_TASK REQUIREMENTS:_ Copy the lines below, beginning with the one that contains "pub async fn" and continuing through the final line, exactly as written and with no other lines.

_DATA FOR REVIEW:_
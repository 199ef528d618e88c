use serde::{Deserialize, Serialize};
use uuid::Uuid;

use crate::{Error, NearcastService, Result};

#[derive(Clone, Debug, Deserialize)]
pub struct FlagCastRequest {
	pub cast_id: Uuid,
	pub client_id: Uuid,
}

#[derive(Clone, Debug, Serialize)]
pub struct FlagCastResponse {
	pub cast_id: Uuid,
}

impl NearcastService {
	/// Records a report for moderator review. Flagging does not hide the
	/// cast; only a moderation decision does.
	pub async fn flag_cast(&self, request: &FlagCastRequest) -> Result<FlagCastResponse> {
		if self.stores.casts.get(request.cast_id).await?.is_none() {
			return Err(Error::NotFound {
				message: format!("no cast with id {}.", request.cast_id),
			});
		}

		// Reporters who have never posted still need a creator row.
		self.stores.creators.get_or_create(request.client_id, None).await?;
		self.stores.casts.insert_flag(request.cast_id, request.client_id).await?;

		tracing::info!(cast_id = %request.cast_id, "cast flagged");

		Ok(FlagCastResponse { cast_id: request.cast_id })
	}
}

_THE COMPLETED TASK:_
	pub async fn flag_cast(&self, request: &FlagCastRequest) -> Result<FlagCastResponse> {
		if self.stores.casts.get(request.cast_id).await?.is_none() {
			return Err(Error::NotFound {
				message: format!("no cast with id {}.", request.cast_id),
			});
		}

		// Reporters who have never posted still need a creator row.
		self.stores.creators.get_or_create(request.client_id, None).await?;
		self.stores.casts.insert_flag(request.cast_id, request.client_id).await?;

		tracing::info!(cast_id = %request.cast_id, "cast flagged");

		Ok(FlagCastResponse { cast_id: request.cast_id })
	}
}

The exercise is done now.